Up to now, several application fields have been addressed by the JRL from the perspective of the bio-inspired optimization. Some of these fields are transportation, logistics, graph mining, traffic forecasting or robotics.
Lifelong Machine Learning (LML), also known as Lifelong Learning or Continual Learning or Continuous Learning, is an emerging paradigm that has gained momentum in the last years mainly for two main reasons: on the one hand, LML is closer to the human learning process than the traditional Machine Learning. While the later paradigm carries out an “isolated learning” without considering any previous learned knowledge for the future on a given dataset to generate a model, LML retains the knowledge learned in the past and uses it to help future learning, being capable of accumulating and exploiting this past knowledge, as humans do. On the other hand, it considers the world in a more realistic way: it is often too complex and composed of too many tasks, the labeling process of the real training data is not usually feasible due to its very labor-intensive and time-consuming characteristics, it is evolving constantly, and the real applications may generate huge volumes of data that are difficult to deal with. Under these circumstances, past knowledge accumulation and the ability to exploit this past knowledge is a key part in the LML process, not only for helping future learning, but also for collecting and labeling training data (self-supervision) and discovering new tasks (self-motivating) to learn in order to achieve autonomy in learning. Humans are very good at learning based on their prior knowledge, and this is what LML tries to imitate. Besides, forgetting is also necessary. While humans show the remarkable ability to learn different tasks without any of them negatively interfering with each other, LML approaches should achieve the same capability of retaining past knowledge without overriding and degrading the performance of the model.

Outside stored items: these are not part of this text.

//! Terminal data types.
//!
//! Contains the core data structures for representing a frame:
//! - Color: the 18-entry indexed palette used by animation scripts
//! - Cell: A single character with its foreground and background color
//! - Style: A partial color override applied by styled fills

use std::collections::HashMap;

/// Indexed terminal color.
///
/// The discriminants follow the authoring convention used by the animation
/// scripts: 0-7 are the basic ANSI colors, 8 emits nothing, 9 resets to the
/// terminal default and 10-17 are the bright variants.
#[derive(Debug, Clone, Copy, PartialEq, Eq, Hash, Default)]
pub enum Color {
    Black = 0,
    Red = 1,
    Green = 2,
    Yellow = 3,
    Blue = 4,
    Magenta = 5,
    Cyan = 6,
    White = 7,
    /// Leaves whatever color the terminal currently has in place
    Inherit = 8,
    /// Resets to the terminal's own default color
    #[default]
    Default = 9,
    BrightBlack = 10,
    BrightRed = 11,
    BrightGreen = 12,
    BrightYellow = 13,
    BrightBlue = 14,
    BrightMagenta = 15,
    BrightCyan = 16,
    BrightWhite = 17,
}

impl Color {
    /// All palette entries in index order.
    pub const ALL: [Color; 18] = [
        Color::Black,
        Color::Red,
        Color::Green,
        Color::Yellow,
        Color::Blue,
        Color::Magenta,
        Color::Cyan,
        Color::White,
        Color::Inherit,
        Color::Default,
        Color::BrightBlack,
        Color::BrightRed,
        Color::BrightGreen,
        Color::BrightYellow,
        Color::BrightBlue,
        Color::BrightMagenta,
        Color::BrightCyan,
        Color::BrightWhite,
    ];

    /// Look up a color by its palette index.
    ///
    /// Returns `None` for indices outside `0..=17`.
    pub fn from_index(index: u8) -> Option<Color> {
        Self::ALL.get(index as usize).copied()
    }

    /// Palette index of this color.
    #[inline]
    pub fn index(self) -> u8 {
        self as u8
    }
}

/// A single character cell in a frame.
#[derive(Debug, Clone, Copy, PartialEq, Eq)]
pub struct Cell {
    /// The displayed character
    pub char: char,
    /// Foreground color
    pub fg: Color,
    /// Background color
    pub bg: Color,
}

impl Default for Cell {
    fn default() -> Self {
        Self {
            char: ' ',
            fg: Color::Default,
            bg: Color::Default,
        }
    }
}

impl Cell {
    /// Create a cell with the given character and colors.
    pub fn new(char: char, fg: Color, bg: Color) -> Self {
        Self { char, fg, bg }
    }
}

/// Color override applied by [`Frame::fill_style`](super::Frame::fill_style).
///
/// `None` leaves the cell's current color untouched.
#[derive(Debug, Clone, Copy, PartialEq, Eq, Default)]
pub struct Style {
    pub fg: Option<Color>,
    pub bg: Option<Color>,
}

impl Style {
    /// Override both colors.
    pub fn new(fg: Color, bg: Color) -> Self {
        Self {
            fg: Some(fg),
            bg: Some(bg),
        }
    }

    /// Override the foreground only.
    pub fn fg(color: Color) -> Self {
        Self {
            fg: Some(color),
            bg: None,
        }
    }

    /// Override the background only.
    pub fn bg(color: Color) -> Self {
        Self {
            fg: None,
            bg: Some(color),
        }
    }
}

/// Mapping from mask character to the color override it stands for.
pub type StyleMap = HashMap<char, Style>;
//! Choreography steps.
//!
//! A step is either a plain text fill or an arbitrary edit of the frame.
//! Animation scripts list steps per beat and hand them to
//! [`AuthoringSession::perform`](super::AuthoringSession::perform).

use std::fmt;

use crate::terminal::{Color, Frame};

/// Arguments of one [`Frame::fill_text`] call.
#[derive(Debug, Clone, PartialEq, Eq)]
pub struct FillOp {
    pub text: String,
    pub x: usize,
    pub y: usize,
    pub fg: Option<Color>,
    pub bg: Option<Color>,
}

impl FillOp {
    /// Fill `text` at (`x`, `y`) keeping the existing colors.
    pub fn new(text: impl Into<String>, x: usize, y: usize) -> Self {
        Self {
            text: text.into(),
            x,
            y,
            fg: None,
            bg: None,
        }
    }

    pub fn fg(mut self, color: Color) -> Self {
        self.fg = Some(color);
        self
    }

    pub fn bg(mut self, color: Color) -> Self {
        self.bg = Some(color);
        self
    }

    pub fn apply(&self, frame: &mut Frame) {
        frame.fill_text(&self.text, self.x, self.y, self.fg, self.bg);
    }
}

/// One choreography step.
pub enum Step<'a> {
    /// A literal text fill
    Fill(FillOp),
    /// Any other edit of the frame
    Custom(Box<dyn Fn(&mut Frame) + 'a>),
}

impl<'a> Step<'a> {
    /// Shorthand for a [`Step::Fill`] without color overrides.
    pub fn text(text: impl Into<String>, x: usize, y: usize) -> Self {
        Step::Fill(FillOp::new(text, x, y))
    }

    /// Wrap a closure as a [`Step::Custom`].
    pub fn custom(action: impl Fn(&mut Frame) + 'a) -> Self {
        Step::Custom(Box::new(action))
    }

    /// Apply this step to `frame`.
    pub fn apply(&self, frame: &mut Frame) {
        match self {
            Step::Fill(op) => op.apply(frame),
            Step::Custom(action) => action(frame),
        }
    }
}

impl From<FillOp> for Step<'_> {
    fn from(op: FillOp) -> Self {
        Step::Fill(op)
    }
}

impl fmt::Debug for Step<'_> {
    fn fmt(&self, f: &mut fmt::Formatter<'_>) -> fmt::Result {
        match self {
            Step::Fill(op) => f.debug_tuple("Fill").field(op).finish(),
            Step::Custom(_) => f.write_str("Custom(..)"),
        }
    }
}
//! Integration tests for argument handling and the version banner

use assert_cmd::Command;
use predicates::prelude::*;

use crate::helpers::{frames_in, run_asciipv, BIN};

// ============================================================================
// Version
// ============================================================================

#[test]
fn version_prints_banner_and_exits_0() {
    let (stdout, stderr, exit_code) = run_asciipv(&["--version"]);

    assert_eq!(exit_code, 0);
    assert!(stdout.starts_with("PV of asciipv showcase\nProgram: asciipv "));
    assert_eq!(frames_in(&stdout), 0);
    assert!(stderr.is_empty());
}

#[test]
fn short_version_flag() {
    Command::new(BIN)
        .arg("-V")
        .assert()
        .success()
        .stdout(predicate::str::starts_with("PV of "))
        .stdout(predicate::str::contains("\x1b[H").not());
}

#[test]
fn snapshot_banner_title() {
    let (stdout, _stderr, _exit_code) = run_asciipv(&["--version"]);
    let title = stdout.lines().next().unwrap_or_default();
    insta::assert_snapshot!(title, @"PV of asciipv showcase");
}

#[test]
fn version_wins_over_other_flags() {
    let (stdout, _stderr, exit_code) = run_asciipv(&["--skip-frames", "2", "--fps", "1000", "-V"]);

    assert_eq!(exit_code, 0);
    assert_eq!(frames_in(&stdout), 0);
    assert!(stdout.contains("Program: "));
}

// ============================================================================
// Help
// ============================================================================

#[test]
fn help_describes_program() {
    let (stdout, _stderr, exit_code) = run_asciipv(&["--help"]);

    assert_eq!(exit_code, 0);
    assert!(stdout.contains("This program outputs the frames of the PV of the song."));
    assert!(stdout.contains("--skip-frames"));
    assert!(stdout.contains("Override the FPS (default: 6)"));
}

// ============================================================================
// Error Handling
// ============================================================================

#[test]
fn zero_fps_exits_2() {
    let (stdout, stderr, exit_code) = run_asciipv(&["--fps", "0"]);

    assert_eq!(exit_code, 2);
    assert!(stdout.is_empty());
    assert!(stderr.contains("Invalid frame rate"));
}

#[test]
fn malformed_fps_exits_2() {
    let (_stdout, _stderr, exit_code) = run_asciipv(&["--fps", "1/0"]);
    assert_eq!(exit_code, 2);
}

#[test]
fn unknown_argument_exits_2() {
    let (stdout, stderr, exit_code) = run_asciipv(&["--loop"]);

    assert_eq!(exit_code, 2);
    assert!(stdout.is_empty());
    assert!(stderr.contains("--loop"));
}
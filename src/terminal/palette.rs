//! ANSI escape code tables.
//!
//! Maps palette colors to their SGR escape sequences. Foreground and
//! background have separate tables indexed by [`Color::index`].

use super::types::Color;

/// Foreground escape codes, indexed by palette index.
pub const FG_CODES: [&str; 18] = [
    "\x1b[30m",
    "\x1b[31m",
    "\x1b[32m",
    "\x1b[33m",
    "\x1b[34m",
    "\x1b[35m",
    "\x1b[36m",
    "\x1b[37m",
    "",
    "\x1b[39m",
    "\x1b[90m",
    "\x1b[91m",
    "\x1b[92m",
    "\x1b[93m",
    "\x1b[94m",
    "\x1b[95m",
    "\x1b[96m",
    "\x1b[97m",
];

/// Background escape codes, indexed by palette index.
pub const BG_CODES: [&str; 18] = [
    "\x1b[40m",
    "\x1b[41m",
    "\x1b[42m",
    "\x1b[43m",
    "\x1b[44m",
    "\x1b[45m",
    "\x1b[46m",
    "\x1b[47m",
    "",
    "\x1b[49m",
    "\x1b[100m",
    "\x1b[101m",
    "\x1b[102m",
    "\x1b[103m",
    "\x1b[104m",
    "\x1b[105m",
    "\x1b[106m",
    "\x1b[107m",
];

/// Escape code selecting `color` as the foreground.
#[inline]
pub fn fg_code(color: Color) -> &'static str {
    FG_CODES[color.index() as usize]
}

/// Escape code selecting `color` as the background.
#[inline]
pub fn bg_code(color: Color) -> &'static str {
    BG_CODES[color.index() as usize]
}

/// Append the foreground escape code for `color` to the buffer.
///
/// # Returns
/// `true` if a code was appended, `false` for [`Color::Inherit`]
pub fn push_fg(color: Color, buf: &mut String) -> bool {
    let code = fg_code(color);
    buf.push_str(code);
    !code.is_empty()
}

/// Append the background escape code for `color` to the buffer.
///
/// # Returns
/// `true` if a code was appended, `false` for [`Color::Inherit`]
pub fn push_bg(color: Color, buf: &mut String) -> bool {
    let code = bg_code(color);
    buf.push_str(code);
    !code.is_empty()
}
//! Frame buffer tests.
//!
//! Organized by operation:
//! - fill_tests: fill_text / fill_style cursor semantics and bounds handling
//! - clone_tests: deep-copy independence
//! - serialize_tests: escape-code emission


use super::{Color, Frame};

/// Characters of row `y` as a string.
pub(crate) fn row_text(frame: &Frame, y: usize) -> String {
    (0..frame.width())
        .map(|x| frame.cell(x, y).map(|c| c.char).unwrap_or('?'))
        .collect()
}

/// Foreground colors of row `y`.
pub(crate) fn row_fg(frame: &Frame, y: usize) -> Vec<Color> {
    (0..frame.width())
        .filter_map(|x| frame.cell(x, y).map(|c| c.fg))
        .collect()
}
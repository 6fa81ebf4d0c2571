//! Integration tests for the asciipv binary

mod cli_test;
mod helpers;
mod playback_test;
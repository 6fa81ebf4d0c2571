//! Version banner handler

use asciipv::animations::Animation;

/// Print the animation's banner to stdout.
#[cfg(not(tarpaulin_include))]
pub fn handle(animation: &dyn Animation) {
    println!("{}", animation.banner());
}
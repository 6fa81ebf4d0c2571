//! Terminal frame buffer module.
//!
//! Provides the colored character grid that animations draw into and the
//! serializer that turns it into a compact ANSI string for playback.

mod frame;
pub mod palette;
mod serialize;
mod types;

#[cfg(test)]
mod tests;

pub use frame::Frame;
pub use serialize::ROW_SEPARATOR;
pub use types::{Cell, Color, Style, StyleMap};
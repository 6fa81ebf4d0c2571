//! Playback timing primitives for the player.
//!
//! This module handles frame rate arithmetic, the time source and
//! cancellation.

mod cancel;
mod clock;
mod rate;

pub use cancel::CancelToken;
pub use clock::{Clock, MonotonicClock};
pub use rate::FrameRate;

Adversarial Machine Learning (AML) is an emerging research field that blends together machine learning and cybersecurity. Specifically, AML aims at designing robust machine learning algorithms capable of managing data instances (examples) that have been intelligently manipulated to mislead the algorithms and, in the process, attain some benefit from them. More and more machine learning algorithms are incorporated to our everyday lives, as exemplified by automated medical diagnosis, virtual personal assistants, fraud detection, self-driving cars and other scenarios. In these applications sensitive data are generated and fed to Machine Learning models, which are prone to adversarial attacks. In order to prevent models from being fooled, new learning algorithms must be carefully designed to minimize their vulnerability. To this end, the JRL is lately conducting research towards proposing new learning procedures that are robust against adversarial inputs.